The political and public outcry about cost overruns for large infrastructure projects has been
well documented. In response to this the Government, in May 2004, sought to reform how
these projects would be procured. The stated aim was to achieve cost certainty and better
value for money.

The result was the production of 5 construction contracts and a consultant’s letter of

This talk focuses on the construction contracts which are,

1. A Contract for Building Works Designed by the Employer

2. A Contract for Building Works Designed by the Contractor

3. A Contract for Civil Engineering Works Designed by the Employer

4. A Contract for Civil Engineering Works Designed by the Contractor, and

5. A Contract for Minor Civil Engineering and Building Works Designed by the Employer

PART A - Who is Obliged to Use Them

Guidance issued by the Department of Finance, via Circular 33/06 (“the Guidance”), states
that projects procured directly by,

1. Government Departments

2. Bodies under the aegis of Government Departments (ie the NRA, RPA etc)

3. Local Authorities

4. Other relevant bodies that provide public services (ie schools, hospitals etc), and

5. Commercial Semi-State where “more than 50% of the funding for the project concerned
   comes directly or indirectly from the Exchequer” (emphasis added)

The first four categories are reasonably identifiable given their nature. The word “directly”
would suggest that if the public body is not “directly” employing the Contractor then the
new forms of contract are not required to be used.

I make this point as we have been involved with a number of Local Authorities and public
bodies who have entered into joint ventures, development agreements and PPP style
arrangements. In these types of contractual structure it is invariably the private sector
entity that procures the construction of the project. In such circumstances, I would be of
the view that there is no obligation to use the New Government Contracts.

The position of the Commercial Semi-State bodies is less clear. In essence, if 50% or more
of direct or indirect funding comes from the Exchequer, the New Government Contracts
must be used. The Guidance states the position in the negative and specifically mentions
the ESB, Bord Gais and An Post as bodies to whom the New Government Contracts would
prima facia not apply.

You could get into a philosophical debate over what “indirect funding” of a Semi-State body
means. Ultimately, each Semi-State body will have to seek guidance from the Department
of Finance as to whether they should use the New Government Contracts or not. This may
even be on a case by case basis depending on the nature of the project. It seems the
intent would be that there is no obligation to do so but the language is less than precise.

Finally on this point, paragraph 8 of the Guidance states that even if there is no obligation
to use the New Government Contracts, there use should be encouraged as best practise.
In particular, Clause 5.3 entitled Pay and Conditions of Employment must be included in
whatever forms or contract are used.

Sanctions – what happens if you don’t use them?

As per all guidance, Circular 33/06 is not legally binding. However, a public body will open
itself up to criticism if the Guidance is not followed. The Public Accounts Committee and
the Comptroller and Auditor General will no doubt carefully watch the situation.

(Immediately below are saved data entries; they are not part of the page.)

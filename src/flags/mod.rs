mod resolve;

pub use resolve::{Candidate, FlagSet, Resolved, parse_flag_tokens, resolve, resolve_candidates};

use std::fmt;

/// Closed vocabulary of listing options. Validation, conflict lookup, and
/// implication rules all match exhaustively over this enum; there is no
/// runtime registration.
#[derive(Clone, Copy, Debug, Eq, PartialEq, Ord, PartialOrd, Hash)]
pub enum Flag {
    ShowHidden,
    Recurse,
    LongFormat,
    DirsOnly,
    Color,
    OnePerLine,
    NoTrailingSpace,
    CommaSeparated,
    Size,
    Time,
    Permission,
    Inode,
    NumericOwner,
    Reverse,
    SortSize,
    SortTime,
    SortName,
    SortExtension,
    SortVersion,
    SortWidth,
    Escape,
    Quote,
    ShowControlChars,
    HideControlChars,
    /// The parameterized `--sort=<key>` form; carries its key in the
    /// parameter map and implies the matching `Sort*` flag.
    SortKey,
}

impl Flag {
    pub const ALL: [Flag; 25] = [
        Flag::ShowHidden,
        Flag::Recurse,
        Flag::LongFormat,
        Flag::DirsOnly,
        Flag::Color,
        Flag::OnePerLine,
        Flag::NoTrailingSpace,
        Flag::CommaSeparated,
        Flag::Size,
        Flag::Time,
        Flag::Permission,
        Flag::Inode,
        Flag::NumericOwner,
        Flag::Reverse,
        Flag::SortSize,
        Flag::SortTime,
        Flag::SortName,
        Flag::SortExtension,
        Flag::SortVersion,
        Flag::SortWidth,
        Flag::Escape,
        Flag::Quote,
        Flag::ShowControlChars,
        Flag::HideControlChars,
        Flag::SortKey,
    ];

    pub fn from_short(letter: char) -> Option<Flag> {
        let flag = match letter {
            'a' => Flag::ShowHidden,
            'R' => Flag::Recurse,
            'l' => Flag::LongFormat,
            'd' => Flag::DirsOnly,
            '1' => Flag::OnePerLine,
            'm' => Flag::CommaSeparated,
            's' => Flag::Size,
            't' => Flag::Time,
            'p' => Flag::Permission,
            'i' => Flag::Inode,
            'n' => Flag::NumericOwner,
            'r' => Flag::Reverse,
            'S' => Flag::SortSize,
            'T' => Flag::SortTime,
            'N' => Flag::SortName,
            'X' => Flag::SortExtension,
            'V' => Flag::SortVersion,
            'W' => Flag::SortWidth,
            'b' => Flag::Escape,
            'Q' => Flag::Quote,
            'q' => Flag::HideControlChars,
            _ => return None,
        };
        Some(flag)
    }

    pub fn from_long(name: &str) -> Option<Flag> {
        let flag = match name {
            "all" => Flag::ShowHidden,
            "recursive" => Flag::Recurse,
            "long" => Flag::LongFormat,
            "directories" => Flag::DirsOnly,
            "color" => Flag::Color,
            "one-per-line" => Flag::OnePerLine,
            "no-trailing-space" => Flag::NoTrailingSpace,
            "commas" => Flag::CommaSeparated,
            "size" => Flag::Size,
            "time" => Flag::Time,
            "permissions" => Flag::Permission,
            "inode" => Flag::Inode,
            "numeric-owner" => Flag::NumericOwner,
            "reverse" => Flag::Reverse,
            "sort-size" => Flag::SortSize,
            "sort-time" => Flag::SortTime,
            "sort-name" => Flag::SortName,
            "sort-extension" => Flag::SortExtension,
            "sort-version" => Flag::SortVersion,
            "sort-width" => Flag::SortWidth,
            "escape" => Flag::Escape,
            "quote" => Flag::Quote,
            "show-control-chars" => Flag::ShowControlChars,
            "hide-control-chars" => Flag::HideControlChars,
            "sort" => Flag::SortKey,
            _ => return None,
        };
        Some(flag)
    }

    pub fn long_name(self) -> &'static str {
        match self {
            Flag::ShowHidden => "all",
            Flag::Recurse => "recursive",
            Flag::LongFormat => "long",
            Flag::DirsOnly => "directories",
            Flag::Color => "color",
            Flag::OnePerLine => "one-per-line",
            Flag::NoTrailingSpace => "no-trailing-space",
            Flag::CommaSeparated => "commas",
            Flag::Size => "size",
            Flag::Time => "time",
            Flag::Permission => "permissions",
            Flag::Inode => "inode",
            Flag::NumericOwner => "numeric-owner",
            Flag::Reverse => "reverse",
            Flag::SortSize => "sort-size",
            Flag::SortTime => "sort-time",
            Flag::SortName => "sort-name",
            Flag::SortExtension => "sort-extension",
            Flag::SortVersion => "sort-version",
            Flag::SortWidth => "sort-width",
            Flag::Escape => "escape",
            Flag::Quote => "quote",
            Flag::ShowControlChars => "show-control-chars",
            Flag::HideControlChars => "hide-control-chars",
            Flag::SortKey => "sort",
        }
    }

    /// Symmetric conflict table. `conflict_symmetry` below keeps it honest.
    pub fn conflicts(self) -> &'static [Flag] {
        match self {
            Flag::SortSize => &[
                Flag::SortTime,
                Flag::SortName,
                Flag::SortExtension,
                Flag::SortVersion,
                Flag::SortWidth,
            ],
            Flag::SortTime => &[
                Flag::SortSize,
                Flag::SortName,
                Flag::SortExtension,
                Flag::SortVersion,
                Flag::SortWidth,
            ],
            Flag::SortName => &[
                Flag::SortSize,
                Flag::SortTime,
                Flag::SortExtension,
                Flag::SortVersion,
                Flag::SortWidth,
            ],
            Flag::SortExtension => &[
                Flag::SortSize,
                Flag::SortTime,
                Flag::SortName,
                Flag::SortVersion,
                Flag::SortWidth,
            ],
            Flag::SortVersion => &[
                Flag::SortSize,
                Flag::SortTime,
                Flag::SortName,
                Flag::SortExtension,
                Flag::SortWidth,
            ],
            Flag::SortWidth => &[
                Flag::SortSize,
                Flag::SortTime,
                Flag::SortName,
                Flag::SortExtension,
                Flag::SortVersion,
            ],
            Flag::OnePerLine => &[Flag::NoTrailingSpace, Flag::CommaSeparated],
            Flag::NoTrailingSpace => &[Flag::OnePerLine],
            Flag::CommaSeparated => &[Flag::OnePerLine],
            Flag::Color => &[Flag::Escape, Flag::Quote],
            Flag::Escape => &[Flag::Color, Flag::HideControlChars],
            Flag::Quote => &[Flag::Color],
            Flag::HideControlChars => &[Flag::ShowControlChars, Flag::Escape],
            Flag::ShowControlChars => &[Flag::HideControlChars],
            _ => &[],
        }
    }

    /// Flags that make the tree builder attach per-entry metadata.
    pub fn is_metadata(self) -> bool {
        matches!(
            self,
            Flag::Size | Flag::Time | Flag::Permission | Flag::Inode | Flag::NumericOwner
        )
    }

    pub fn is_sort_criterion(self) -> bool {
        matches!(
            self,
            Flag::SortSize
                | Flag::SortTime
                | Flag::SortName
                | Flag::SortExtension
                | Flag::SortVersion
                | Flag::SortWidth
        )
    }

    pub fn takes_value(self) -> bool {
        matches!(self, Flag::SortKey)
    }

    /// Maps a `--sort=<key>` parameter to its criterion flag.
    pub fn sort_flag_for_key(key: &str) -> Option<Flag> {
        let flag = match key {
            "size" => Flag::SortSize,
            "time" => Flag::SortTime,
            "name" => Flag::SortName,
            "extension" => Flag::SortExtension,
            "version" => Flag::SortVersion,
            "width" => Flag::SortWidth,
            _ => return None,
        };
        Some(flag)
    }
}

impl fmt::Display for Flag {
    fn fmt(&self, f: &mut fmt::Formatter<'_>) -> fmt::Result {
        write!(f, "--{}", self.long_name())
    }
}
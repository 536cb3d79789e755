use std::collections::BTreeMap;
use std::path::PathBuf;

use crate::error::Error;
use crate::flags::{self, Flag, FlagSet};

pub const USAGE: &str = "\
rls - list directory contents, driven entirely by flags

Usage: rls [FLAGS] [PATH]

The last argument not starting with '-' is the target directory
(default: the current directory). Short flags may be bundled (-alR).

  -a, --all                 include hidden entries
  -R, --recursive           descend into subdirectories
  -l, --long                long format (size, time, permissions)
  -d, --directories         list directories only
  -1, --one-per-line        one entry per line (default)
  -m, --commas              comma-separated single line
      --no-trailing-space   space-separated single line, no trailing space
  -s, --size                show byte sizes
  -t, --time                show modification times
  -p, --permissions         show permission strings
  -i, --inode               show inode numbers
  -n, --numeric-owner       show numeric uid:gid
  -r, --reverse             invert the sort order
  -S, --sort-size           sort by size, largest first
  -T, --sort-time           sort by modification time, newest first
  -N, --sort-name           sort by name
  -X, --sort-extension      sort by the name's last character
  -V, --sort-version        version-aware sort
  -W, --sort-width          sort by name length
      --sort=<key>          key: size|time|name|extension|version|width
  -b, --escape              C-style escapes for special characters
  -Q, --quote               double-quote entry names
  -q, --hide-control-chars  print control characters as '?' (default)
      --show-control-chars  print control characters as-is
      --color               colorize directories (default)
      --help                show this message
      --version             show version
";

/// The resolved invocation. Immutable once constructed; recursive descent
/// builds a new value per subdirectory via [`Args::with_path`].
#[derive(Clone, Debug)]
pub struct Args {
    pub path: PathBuf,
    pub flags: FlagSet,
    pub parameters: BTreeMap<Flag, String>,
}

impl Args {
    pub fn parse(tokens: &[String]) -> Result<Args, Error> {
        let (flag_tokens, path_tokens): (Vec<String>, Vec<String>) = tokens
            .iter()
            .cloned()
            .partition(|token| token.starts_with('-'));

        let resolved = flags::resolve(&flag_tokens)?;
        let path = resolve_path(&path_tokens)?;

        Ok(Args {
            path,
            flags: resolved.flags,
            parameters: resolved.parameters,
        })
    }

    pub fn with_path(&self, path: PathBuf) -> Args {
        Args {
            path,
            flags: self.flags.clone(),
            parameters: self.parameters.clone(),
        }
    }
}

/// The last non-flag token is the target path; absent means the current
/// directory. The target must exist and be a directory.
fn resolve_path(tokens: &[String]) -> Result<PathBuf, Error> {
    let path = match tokens {
        [] => PathBuf::from("."),
        [only] => PathBuf::from(only),
        [extra, .., _] => return Err(Error::UnexpectedArgument(extra.clone())),
    };

    match std::fs::metadata(&path) {
        Ok(metadata) if metadata.is_dir() => Ok(path),
        _ => Err(Error::InvalidPath(path)),
    }
}

#[cfg(test)]
mod tests {
    use super::*;
    use tempfile::TempDir;

    fn parse(tokens: &[&str]) -> Result<Args, Error> {
        let tokens: Vec<String> = tokens.iter().map(|t| (*t).to_owned()).collect();
        Args::parse(&tokens)
    }

    #[test]
    fn defaults_to_current_directory() {
        let args = parse(&["-a"]).unwrap();
        assert_eq!(args.path, PathBuf::from("."));
        assert!(args.flags.contains(Flag::ShowHidden));
    }

    #[test]
    fn last_non_flag_token_is_the_path() {
        let temp = TempDir::new().unwrap();
        let target = temp.path().to_string_lossy().into_owned();
        let args = parse(&["-a", target.as_str()]).unwrap();
        assert_eq!(args.path, temp.path());
    }

    #[test]
    fn missing_path_is_rejected() {
        let err = parse(&["/no/such/directory"]).unwrap_err();
        assert_eq!(err, Error::InvalidPath(PathBuf::from("/no/such/directory")));
    }

    #[test]
    fn file_path_is_rejected() {
        let temp = TempDir::new().unwrap();
        let file = temp.path().join("plain.txt");
        std::fs::write(&file, "x").unwrap();
        let target = file.to_string_lossy().into_owned();
        let err = parse(&[target.as_str()]).unwrap_err();
        assert_eq!(err, Error::InvalidPath(file));
    }

    #[test]
    fn extra_positional_arguments_are_rejected() {
        let temp = TempDir::new().unwrap();
        let target = temp.path().to_string_lossy().into_owned();
        let err = parse(&["stray", target.as_str()]).unwrap_err();
        assert_eq!(err, Error::UnexpectedArgument("stray".to_owned()));
    }

    #[test]
    fn with_path_keeps_flags_and_parameters() {
        let args = parse(&["--sort=width"]).unwrap();
        let child = args.with_path(PathBuf::from("/elsewhere"));
        assert_eq!(child.path, PathBuf::from("/elsewhere"));
        assert_eq!(child.flags, args.flags);
        assert_eq!(child.parameters, args.parameters);
    }
}
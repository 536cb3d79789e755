use anyhow::Result;
use async_trait::async_trait;
use std::path::Path;
use tokio::task;

use crate::models::{EntryKind, FsEntry, FsMetadata};

use super::FileSystem;

pub struct RealFileSystem;

#[async_trait]
impl FileSystem for RealFileSystem {
    async fn read_dir(&self, dir: &Path) -> Result<Vec<FsEntry>> {
        let dir = dir.to_path_buf();
        task::spawn_blocking(move || {
            let mut entries = Vec::new();
            for entry in std::fs::read_dir(&dir)?.filter_map(|e| e.ok()) {
                let file_type = match entry.file_type() {
                    Ok(file_type) => file_type,
                    Err(_) => continue,
                };
                let kind = if file_type.is_symlink() {
                    EntryKind::Symlink
                } else if file_type.is_dir() {
                    EntryKind::Directory
                } else if file_type.is_file() {
                    EntryKind::File
                } else {
                    EntryKind::Other
                };

                let name = entry.file_name().to_string_lossy().into_owned();
                let hidden = name.starts_with('.');
                entries.push(FsEntry {
                    path: entry.path(),
                    name,
                    kind,
                    hidden,
                });
            }
            entries.sort_by(|a, b| a.name.cmp(&b.name));
            Ok(entries)
        })
        .await?
    }

    async fn metadata(&self, path: &Path) -> Result<FsMetadata> {
        let path = path.to_path_buf();
        task::spawn_blocking(move || {
            let metadata = std::fs::symlink_metadata(&path)?;
            Ok(to_fs_metadata(&metadata))
        })
        .await?
    }
}

#[cfg(unix)]
fn to_fs_metadata(metadata: &std::fs::Metadata) -> FsMetadata {
    use std::os::unix::fs::MetadataExt;

    FsMetadata {
        size: metadata.len(),
        modified: metadata.modified().ok(),
        mode: metadata.mode(),
        inode: metadata.ino(),
        uid: metadata.uid(),
        gid: metadata.gid(),
    }
}

#[cfg(not(unix))]
fn to_fs_metadata(metadata: &std::fs::Metadata) -> FsMetadata {
    FsMetadata {
        size: metadata.len(),
        modified: metadata.modified().ok(),
        ..FsMetadata::default()
    }
}
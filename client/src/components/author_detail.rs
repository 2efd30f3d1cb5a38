//! Single-author detail panel.

use leptos::prelude::*;

use crate::app::AppViews;
use crate::net::types::Author;

#[component]
pub fn AuthorDetail() -> impl IntoView {
    let detail = expect_context::<AppViews>().detail;

    move || {
        let state = detail.get();
        if state.loading.is_some() {
            return view! { <section class="author-detail"><p>"Cargando..."</p></section> }.into_any();
        }
        match state.author {
            Some(author) => detail_view(author).into_any(),
            None => ().into_any(),
        }
    }
}

fn detail_view(author: Author) -> impl IntoView {
    let name = author.full_name();
    let biography = author.biography_or_na().to_owned();
    view! {
        <section class="author-detail">
            <h3>"Detalle del autor"</h3>
            <p><strong>"ID: "</strong>{author.id}</p>
            <p><strong>"Nombre: "</strong>{name}</p>
            <p><strong>"Biografía: "</strong>{biography}</p>
            {author.image.map(|src| view! { <img class="author-detail__image" src=src alt="Imagen del autor"/> })}
        </section>
    }
}
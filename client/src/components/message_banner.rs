//! Transient success/error banner.

use leptos::prelude::*;

use crate::app::AppViews;

#[component]
pub fn MessageBanner() -> impl IntoView {
    let views = expect_context::<AppViews>();
    let messages = views.messages;

    move || {
        messages.get().current.map(|banner| {
            view! {
                <div class={format!("message {}", banner.tone.class())} role="status">
                    {banner.text}
                </div>
            }
        })
    }
}
//! Error taxonomy for repository calls.
//!
//! ERROR HANDLING
//! ==============
//! Every failure collapses into one `ApiError` carrying a display message.
//! Views render `to_string()` directly, so `Display` never adds prefixes.

/// Failure of a repository or login call.
#[derive(Clone, Debug, PartialEq, Eq, thiserror::Error)]
pub enum ApiError {
    /// Network unreachable, unreadable body, or a body that is not the JSON
    /// shape the endpoint promises.
    #[error("{0}")]
    Transport(String),
    /// Well-formed error response from the server.
    #[error("{message}")]
    Api { status: u16, message: String },
    /// Required input missing before any request was made.
    #[error("{0}")]
    Validation(String),
}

I don’t believe, the non use of the New Government Contracts by a public body, would give
an unsuccessful bidder a right of action against the public body. However, I could see an
unsuccessful bidder trying to “muddy the waters” by bringing judicial review proceedings.


According to the Guidance, all amendments to the New Government Contracts, must be
approved by the GCCC before use by a public body. This would seem overly prescriptive.
However, perhaps understandable if greater systemisation is one of the overall goals of the
Department of Finance.

PART B - Things to Watch Out For

As most of you will be aware debate has raged about all aspects of the New Government
Contracts. Are they needed? the risk allocations etc.

As mentioned, the central aim was to achieve greater cost certainty and obtain value for
money. This goal will only have been achieved when a number of projects have been
completed on budget.

What can be said is that a maximisation of risk transfer has been achieved in the new
Government Contracts. The job of the Contractor has, as a result, become a lot more
difficult. If value for money is ultimately to be achieved the private sector will have to be
put in a position to effectively manage the risks transferred.

This is not virgin territory, the FIDIC Silver Book Contract has roughly the same risk
allocations and has been used in a number of projects that I have been involved in.

This next section highlights some of the issues that the private sector will need to be aware
of before “pricing” a contract.

1. Claims for Delay and Disruption

   When researching this paper, I read some of the commentaries on the New Government
   Contracts written by other parties. Much has been made about the provisions of Clause
   10.3.2. It states that “[if] the Contractor does not give notice and details in accordance
   with and within the time provided…the Contractor shall not be entitled to an increase to
   the Contract Sum or an extension of time”.

   I would make two points about this. Firstly, we have been amending the RIAI and IEI
   to this effect for quite some time now. And we are alone in this. The time periods in
   the New Government Contracts are 20 working days to notify (Clause 10.3.1) and a
   further 20 working days to provide further details as set out in that clause. This
   compares with the JCT Major Projects Form of 28 days notice.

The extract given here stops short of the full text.